Monday, February 27, 2017

A regional Middle East peace plan? Don’t bet on it

There’s a new idea for peace between Israel and its Arab neighbours: a regional peace plan. Its goal is to make sure both Israelis and ‘Palestinians’ are pressured to make concessions. Some think it’ll work. Veteran Middle East journalist Khaled Abu Toameh thinks it won’t work (“Palestinians: Why a "Regional Peace Process" Will Fail”, gatestoneinstitute, February 27, 2017). Why? Because of Arab attitudes.

Take a look at this essay. Note that I’ve edited it for this format. You can read the unedited original at gatestoneinstitute:

With a regional approach to solving the Israeli-Palestinian conflict, as many Arab countries as possible would be directly involved in the effort to achieve a lasting and comprehensive peace agreement between Israel and the Palestinians. Advocates of the regional approach believe that Arab countries such as Jordan, Egypt, Lebanon, Qatar and Saudi Arabia have enough leverage with the Palestinians to compel them accept a peace agreement with Israel.

But as Toameh points out, Palestinians dismiss this idea. They see it as just another American-Israeli-Arab conspiracy to liquidate their cause and force them to unacceptable concessions. Chief among these ‘unacceptable concessions’ are recognizing Israel as a Jewish state and giving up the demand for a 'right of return’ for millions of Palestinian refugees into Israel.

What advocates for this regional approach miss is that Palestinians simply don’t trust their Arab brothers. The Palestinians consider most Arab leaders and regimes as "puppets" of the US. Worse, Many Palestinians actually refer to Arab leaders and regimes as the "real enemies" of the Palestinians. They’d rather have France, Sweden, Norway and Belgium oversee a peace process with Israel than any of the Arab countries.

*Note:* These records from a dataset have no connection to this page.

//! An embeddable vector database: approximate nearest-neighbor search over
//! dense vectors (HNSW, with an exact flat fallback below a size
//! threshold), a BM25 lexical engine over associated text, and hybrid
//! fusion of the two ranked lists, backed by durable memory-mapped storage
//! on disk.
//!
//! # Pipeline
//!
//! - [`db::Database::add_vector`] / [`db::Database::add_text`] write a
//!   vector (and its metadata, and — for text — its lexical postings)
//!   through the vector store, the ANN index, the metadata store, the BM25
//!   engine, and the metadata secondary indexes, in that order, with
//!   rollback on partial failure.
//! - [`db::Database::query_vector`] searches the ANN index directly.
//!   [`db::Database::query_text`] runs both a BM25 query and (if a
//!   [`db::TextEncoder`] is configured) a vector query, then fuses the two
//!   ranked lists with [`fusion::fuse`].
//! - [`db::Database::close`] persists every component to the database
//!   directory; [`db::Database::open`] reconstructs in-memory state from
//!   it, including rebuilding the flat index from the vector store when no
//!   `hnsw.bin` snapshot exists yet.
//!
//! # Example
//!
//! ```
//! use vecdb::config::{Config, Metric};
//! use vecdb::db::Database;
//! use vecdb::metadata::Metadata;
//!
//! # fn main() -> vecdb::error::Result<()> {
//! let dir = tempfile::tempdir().unwrap();
//! let db = Database::init(dir.path(), Config::new(4, Metric::L2))?;
//! let id = db.add_vector(&[1.0, 0.0, 0.0, 0.0], Metadata::new())?;
//!
//! let results = db.query_vector(&[1.0, 0.0, 0.0, 0.0], &Default::default())?;
//! assert_eq!(results[0].id, id);
//! # Ok(())
//! # }
//! ```

pub mod bm25;
pub mod cache;
pub mod config;
pub mod db;
pub mod error;
pub mod fusion;
pub mod index;
pub mod metadata;
pub mod metadata_index;
mod mmap;
pub mod persistence;
#[cfg(feature = "quantization")]
pub mod quantization;
pub mod simd;
pub mod store;

/// Re-exports of the types most callers need, so `use vecdb::prelude::*`
/// covers the common path without reaching into submodules.
pub mod prelude {
    pub use crate::config::{Config, Metric};
    pub use crate::db::{Database, QueryOptions, QueryResult, TextEncoder};
    pub use crate::error::{Error, ErrorKind, Result};
    pub use crate::fusion::FusionMethod;
    pub use crate::metadata::{DocumentType, Metadata};
}
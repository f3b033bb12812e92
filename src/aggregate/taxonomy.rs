// Copyright (c) 2025 Nikolay Denev <ndenev@gmail.com>
// SPDX-License-Identifier: BSD-3-Clause

//! Display taxonomy of resource kinds
//!
//! A fixed partition of resource kinds into four groups. Every application
//! tree shows exactly these groups, in this order. Changing the partition is
//! a change to this table only.

/// One display group and the kinds it contains
#[derive(Debug, Clone, Copy, PartialEq, Eq)]
pub struct ResourceGroup {
    pub name: &'static str,
    pub kinds: &'static [&'static str],
}

pub const RESOURCE_GROUPS: &[ResourceGroup] = &[
    ResourceGroup {
        name: "Workloads",
        kinds: &[
            "deployments",
            "statefulsets",
            "daemonsets",
            "jobs",
            "cronjobs",
            "pods",
        ],
    },
    ResourceGroup {
        name: "Networks",
        kinds: &["services", "endpoints", "ingresses", "networkpolicies"],
    },
    ResourceGroup {
        name: "Configurations",
        kinds: &[
            "configmaps",
            "secrets",
            "horizontalpodautoscalers",
            "resourcequotas",
            "poddisruptionbudgets",
        ],
    },
    ResourceGroup {
        name: "Storages",
        kinds: &[
            "persistentvolumes",
            "persistentvolumeclaims",
            "storageclasses",
        ],
    },
];

/// All kinds of the taxonomy, in display order
pub fn all_kinds() -> impl Iterator<Item = &'static str> {
    RESOURCE_GROUPS
        .iter()
        .flat_map(|group| group.kinds.iter().copied())
}
// Copyright (c) 2025 Nikolay Denev <ndenev@gmail.com>
// SPDX-License-Identifier: BSD-3-Clause

//! Cluster-facing collaborators of the aggregator
//!
//! The aggregator only sees the traits defined here. The kube-rs backed
//! implementations live in the submodules.

pub mod appmeta;
mod client;
pub mod discovery;
pub mod kubeconfig;

use std::sync::Arc;

use anyhow::Result;
use async_trait::async_trait;
use chrono::{DateTime, Utc};
use serde::{Deserialize, Serialize};

pub use appmeta::{ApplicationMeta, ApplicationRegistry, SecretApplicationRegistry};
pub use client::K8sClientPool;

/// Label/annotation marking an object as part of an application
pub const APPLICATION_LABEL: &str = "kinspect.dev/application";

/// Annotation Helm puts on every object of a release
pub const HELM_RELEASE_ANNOTATION: &str = "meta.helm.sh/release-name";

/// Parameters to push down to the Kubernetes API
#[derive(Debug, Clone, Default)]
pub struct ApiFilters {
    /// Field selector string (e.g., "metadata.name=nginx")
    pub field_selector: Option<String>,
}

impl ApiFilters {
    /// Filters selecting a single object by name (no-op for an empty name)
    pub fn by_name(name: &str) -> Self {
        Self {
            field_selector: (!name.is_empty()).then(|| format!("metadata.name={}", name)),
        }
    }
}

/// A cluster object as returned by the API, with `apiVersion` and `kind` set
#[derive(Debug, Clone, PartialEq, Serialize, Deserialize)]
#[serde(transparent)]
pub struct ClusterObject(serde_json::Value);

impl ClusterObject {
    pub fn new(value: serde_json::Value) -> Self {
        Self(value)
    }

    fn metadata_str(&self, field: &str) -> Option<&str> {
        self.0.get("metadata")?.get(field)?.as_str()
    }

    pub fn name(&self) -> &str {
        self.metadata_str("name").unwrap_or_default()
    }

    pub fn namespace(&self) -> Option<&str> {
        self.metadata_str("namespace")
    }

    pub fn kind(&self) -> &str {
        self.0
            .get("kind")
            .and_then(|k| k.as_str())
            .unwrap_or_default()
    }

    /// `metadata.creationTimestamp`, `None` when missing or not RFC 3339
    pub fn creation_timestamp(&self) -> Option<DateTime<Utc>> {
        let raw = self.metadata_str("creationTimestamp")?;
        DateTime::parse_from_rfc3339(raw)
            .ok()
            .map(|ts| ts.with_timezone(&Utc))
    }

    fn metadata_map_value(&self, map: &str, key: &str) -> Option<&str> {
        self.0.get("metadata")?.get(map)?.get(key)?.as_str()
    }

    /// Whether the object carries the application label/annotation or the
    /// Helm release annotation for `app`
    pub fn belongs_to(&self, app: &str) -> bool {
        [
            self.metadata_map_value("labels", APPLICATION_LABEL),
            self.metadata_map_value("annotations", APPLICATION_LABEL),
            self.metadata_map_value("annotations", HELM_RELEASE_ANNOTATION),
        ]
        .into_iter()
        .flatten()
        .any(|value| value == app)
    }
}

/// Sort objects by creation timestamp, oldest first
///
/// Stable: objects with equal (or missing) timestamps keep their order.
/// Objects without a timestamp sort before all others.
pub fn sort_by_creation_timestamp(objects: &mut [ClusterObject]) {
    objects.sort_by_key(|obj| obj.creation_timestamp());
}

/// Read access to the objects of one cluster, scoped to a default namespace
///
/// An empty `namespace` argument means the namespace the handle was created for.
/// An empty `name` means "any name".
#[async_trait]
pub trait ObjectSearch: Send + Sync {
    /// All objects of a kind, across all namespaces for namespaced kinds
    async fn list_all(&self, kind: &str) -> Result<Vec<ClusterObject>>;

    async fn list_by_kind_and_namespace(
        &self,
        kind: &str,
        name: &str,
        namespace: &str,
    ) -> Result<Vec<ClusterObject>>;

    async fn list_by_kind_name_app_namespace(
        &self,
        kind: &str,
        name: &str,
        app: &str,
        namespace: &str,
    ) -> Result<Vec<ClusterObject>>;
}

/// Produces [`ObjectSearch`] handles for a kubeconfig and namespace
#[async_trait]
pub trait SearchProvider: Send + Sync {
    async fn search(&self, kubeconfig: &str, namespace: &str) -> Result<Arc<dyn ObjectSearch>>;
}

Palestinians don’t trust their Arab brothers. They have more confidence in Western countries than they do in their Arab brothers. That’s why the Palestinian Authority (PA) headed by Mahmoud Abbas continues to insist on an international conference as its preferred method for achieving peace in the region. He doesn’t want Arab countries to have a role in solving the conflict. Such involvement, Toameh argues, is the last thing Abbas wants (ibid).

Helping Palestinians, meanwhile, may also be the last thing Arab countries want to do. This is what Hani al-Masri, a prominent Palestinian political analyst, believes.  

Arab countries worry about themselves, al-Nasri says, not Palestinians.

-Jordan worries that a regional solution would promote the idea of replacing the Hashemite kingdom with a Palestinian state.

-Egypt worries that a "regional approach" could force it to give up land from Sinai to the Palestinians of the Gaza Strip.

-Lebanon worries that a "regional solution" might somehow force their country to grant full citizenship and equal rights to hundreds of thousands of Palestinian refugees living in Lebanon.

-Syria is far too preoccupied with own implosion to think about peace between the Palestinians and Israel. Besides, when have the Syrians ever expressed concern for Palestinians? Since the beginning of the civil war five years ago, more than 3,400 Palestinians have been killed and thousands injured. In addition, more than 150,000 Palestinians have been forced to flee Syria to neighboring Arab countries or to Europe. The Syrian regime doesn’t care about its own people, who are being massacred on a daily basis. Why would it be expected to care about Palestinians?

So, which Arab countries would help to end the Israeli-Palestinian conflict? Saudi Arabia? Qatar? Kuwait? Oman? Tunisia? Morocco? Really?

A regional approach would suggest some kind of Arab-Israel rapprochement. Abbas isn’t interested in such rapprochement. Abbas's Foreign Minister, Riad al-Malki, made it clear this week that the Palestinians reject the idea of a regional solution that would give Arabs any role in the peace process. He denounced Netanyahu's regional approach as a ‘twisted policy’, adding: "Netanyahu thinks that by establishing ties with Arab governments he could force the Palestinians to enter negotiations with Israel." According to al-Malki, Palestinians wish to see Europeans, not Arabs, at their side when they ‘negotiate’ with Israel.

The Palestinian Foreign Minister is saying that the Palestinians would rather have the Europeans in their court than their Arab brothers when it comes to trying to squeeze the life out of Israel. They believe that this is their best bet.

In any event, Toameh says, any regional solution involving Arab countries would be doomed to fail. Palestinians and their Arab brethren hate each other too much. Besides, even if Abbas accepted terms dictated to him by such an alliance, his own people would reject them.

Toameh’s essay suggests that ‘Palestinian’ leaders don’t just hate Jews. They also hate other Arabs.

With that kind of hate, can ‘Palestinians’ make peace with anybody?  Don't bet on it.